The Company filed a lawsuit against Maureen Storch ("Storch"), Katherine Li ("Li"), Cherry Wang ("Wang") and Global Nexus, Inc., a California Corporation ("Global"), (collectively the four defendants referred to as "Defendants") in the Superior Court of the State of California, County of Los Angeles on February 23, 2006. The claims by the Company against Storch, Li, Wang and Global arose out of certain activities undertaken by them as consultants or employees of the Company. The Company alleges, among other things, that Defendants failed to fulfill their contractual obligations and breached their fiduciary duties to the Company for a number of reasons, including by breach of contract, interference with contract, interference with prospective economic advantage, unfair competition and misappropriation of trade secrets. The Company seeks compensatory damages and injunctive relief.

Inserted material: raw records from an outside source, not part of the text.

//! Reference cog showing every feature a cog can declare

use async_trait::async_trait;
use std::sync::Arc;

use crate::application::errors::{CommandError, HandlerError, InitError};
use crate::cogs::trait_def::{CogContext, CogDescriptor, CogInit, CommandSpec, EventSpec};
use crate::domain::entities::{Event, Invocation};

const VERSION: &str = "1.0.0";

pub fn descriptor() -> CogDescriptor {
    CogDescriptor::new("template")
        .with_name("Template Cog")
        .with_description("A template cog demonstrating all available features")
        .with_async_init(Arc::new(TemplateInit))
        .with_command(
            CommandSpec::new("hello")
                .with_description("Say hello from the template cog")
                .with_executor(|_: &Invocation, _: &CogContext| -> Result<String, CommandError> {
                    Ok("👋 Hello from the Template Cog!".to_string())
                }),
        )
        .with_command(
            CommandSpec::new("info")
                .with_description("Get information about this cog")
                .with_usage("info [commands|events|version]")
                .with_executor(info),
        )
        .with_event(EventSpec::new("messageCreate").with_handler(on_message))
}

/// Shows the async init form; the closure form works as well
struct TemplateInit;

#[async_trait]
impl CogInit for TemplateInit {
    async fn init(&self, ctx: &CogContext) -> Result<(), InitError> {
        super::record_host(ctx)?;
        tracing::info!("Template cog initialized for {}", ctx.host.bot_name);
        Ok(())
    }
}

fn info(invocation: &Invocation, ctx: &CogContext) -> Result<String, CommandError> {
    let reply = match invocation.arg(0) {
        None => format!(
            "ℹ️ Template Cog v{}\nUse `{}info <detail>` to get specific information.",
            VERSION, ctx.host.prefix
        ),
        Some("commands") => format!(
            "📋 Available commands:\n• `{p}hello` - Say hello\n• `{p}info` - Get cog information",
            p = ctx.host.prefix
        ),
        Some("events") => "🔔 Active events:\n• `messageCreate` - Logs messages".to_string(),
        Some("version") => format!("📦 Version: {}", VERSION),
        Some(_) => "❓ Unknown detail. Try: commands, events, or version".to_string(),
    };
    Ok(reply)
}

fn on_message(event: &Event, ctx: &CogContext) -> Result<(), HandlerError> {
    if event.user.as_ref().is_some_and(|u| u.is_bot) {
        return Ok(());
    }
    let Some(content) = event.content() else {
        return Ok(());
    };

    if content.chars().count() > 50 {
        let preview: String = content.chars().take(100).collect();
        tracing::info!("[{}] Long message: {}...", ctx.cog_id, preview);
    }
    if content.to_lowercase().contains("template") {
        let seen = ctx
            .state
            .get("mentions")
            .and_then(|v| v.as_u64())
            .unwrap_or(0);
        ctx.state.set("mentions", serde_json::json!(seen + 1));
    }
    Ok(())
}

#[cfg(test)]
mod tests {
    use super::*;
    use crate::cogs::builtin::testing::{context, invocation};
    use crate::cogs::trait_def::{CommandExecutor, EventHandler};
    use crate::domain::entities::Message;

    #[tokio::test]
    async fn test_info_details() {
        let info = descriptor().commands[1].executor.clone().unwrap();
        let ctx = context("template");

        let reply = info.execute(&invocation("info", &[]), &ctx).await.unwrap();
        assert!(reply.contains("v1.0.0"));
        let reply = info.execute(&invocation("info", &["commands"]), &ctx).await.unwrap();
        assert!(reply.contains("/hello"));
        let reply = info.execute(&invocation("info", &["nope"]), &ctx).await.unwrap();
        assert!(reply.starts_with("❓"));
    }

    #[tokio::test]
    async fn test_async_init_records_host() {
        let ctx = context("template");
        descriptor().init.unwrap().init(&ctx).await.unwrap();
        assert_eq!(ctx.state.get("prefix"), Some(serde_json::json!("/")));
    }

    #[tokio::test]
    async fn test_mentions_counted_in_state() {
        let ctx = context("template");
        let handler = descriptor().events[0].handler.clone().unwrap();

        let event = Event::message_create(&Message::from_text("g1", "is this the Template cog?"));
        handler.handle(&event, &ctx).await.unwrap();
        handler.handle(&event, &ctx).await.unwrap();
        handler
            .handle(&Event::message_create(&Message::from_text("g1", "hi")), &ctx)
            .await
            .unwrap();
        assert_eq!(ctx.state.get("mentions"), Some(serde_json::json!(2)));
    }
}
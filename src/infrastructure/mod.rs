//! Infrastructure layer - External concerns
//!
//! This layer contains:
//! - Config: Configuration loading
//! - Cogs: cog sources (directories, manifests, shared libraries)
//! - Events: the in-process event bus
//! - Storage / Database: guild enablement persistence
//! - Adapters: Platform integrations (console)

pub mod adapters;
pub mod cogs;
pub mod config;
pub mod database;
pub mod events;
pub mod storage;
use async_trait::async_trait;
use crate::application::errors::StoreError;
use crate::domain::entities::GuildRecord;

/// Persistent per-guild enablement store
///
/// Implementations provide their own atomicity for the set mutations.
#[async_trait]
pub trait GuildStore: Send + Sync {
    /// Fetch the record for a guild, `None` if it was never created
    async fn find_one(&self, guild_id: &str) -> Result<Option<GuildRecord>, StoreError>;

    /// Add `cog_id` to the guild's set, creating the record if absent
    async fn upsert_add_to_set(&self, guild_id: &str, cog_id: &str) -> Result<GuildRecord, StoreError>;

    /// Remove `cog_id` from the guild's set, creating an empty record if absent
    async fn upsert_pull(&self, guild_id: &str, cog_id: &str) -> Result<GuildRecord, StoreError>;

    /// Create the record seeded with the baseline cogs unless one exists
    async fn create_with_defaults(&self, guild_id: &str) -> Result<GuildRecord, StoreError>;
}
use serde::{Deserialize, Serialize};

/// Persisted per-guild set of enabled cog ids
#[derive(Debug, Clone, PartialEq, Eq, Serialize, Deserialize)]
pub struct GuildRecord {
    pub guild_id: String,
    pub cogs_enabled: Vec<String>,
}

impl GuildRecord {
    pub fn new(guild_id: impl Into<String>) -> Self {
        Self {
            guild_id: guild_id.into(),
            cogs_enabled: Vec::new(),
        }
    }

    pub fn with_cogs(mut self, cogs: impl IntoIterator<Item = impl Into<String>>) -> Self {
        for cog in cogs {
            self.add(cog.into());
        }
        self
    }

    pub fn is_enabled(&self, cog_id: &str) -> bool {
        self.cogs_enabled.iter().any(|c| c == cog_id)
    }

    /// Set semantics: adding an id twice keeps one copy
    pub fn add(&mut self, cog_id: String) {
        if !self.is_enabled(&cog_id) {
            self.cogs_enabled.push(cog_id);
        }
    }

    pub fn remove(&mut self, cog_id: &str) {
        self.cogs_enabled.retain(|c| c != cog_id);
    }
}
//! Message handling - turning raw input into structured messages

pub mod parser;

pub use parser::MessageParser;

Mediation was conducted per court order on August 15, 2006. As a result, a global settlement was reached on the same date. In essence, the defendant, Global, agreed to pay certain dollar amount per booth sold until the settlement total amount is reached. If Global fails to pay amounts earned by the Company, Maureen Storch and Katherine Li will be personally liable for such payment. Pursuant to the Settlement Agreement, the entire action (complaint and cross-complaint) was dismissed with prejudice on September 25, 2006.



NONE

ASAP SHOW, INC.

NOTES TO FINANCIAL STATEMENTS
MAY 31, 2007 AND 2006

NOTE 10 - BUSINESS SEGMENTS

Reportable business segments as of and for the year ended May 31, 2007 and May 31, 2006 were as follows:


--------------------------------------------------------------------------------
                                                      2007            2006
                                                  -----------     -----------

Revenues:
    Transaction sales                             $   282,814     $   304,414
    Trade shows                                     1,282,801       1,372,748
    Buying trips                                       37,958         316,009
                                                  -----------     -----------
                                                  $ 1,603,573     $ 1,993,171
                                                  ===========     ===========
Income (loss) from operations:
    Transaction sales                             $    31,963     $    41,337
    Trade shows                                      (542,539)       (640,173)
    Buying trips                                       20,090         191,113
    Corporate                                              --        (194,397)
                                                  -----------     -----------
                                                  $  (490,486)    $  (602,120)
                                                  ===========     ===========
Identifiable assets:
    Transaction sales                             $        --     $        --
    Trade shows                                        
98,230          98,230
    Buying trips                                        10,480          10,480
                                                  -----------     -----------
                                                  $   108,710     $   108,710
                                                  ===========     ===========


Net sales as reflected above consist of sales to unaffiliated customers only as there were no significant intersegment sales during the years ended May 31, 2007 and May 31, 2006. There were no significant capital expenditures during fiscal 2007 or 2006.

There was no significant concentration on net segment sales for the year ended May 31, 2007 and May 31, 2006.

Trade Show revenue relates to the Company's Las Vegas, Nevada, and China show.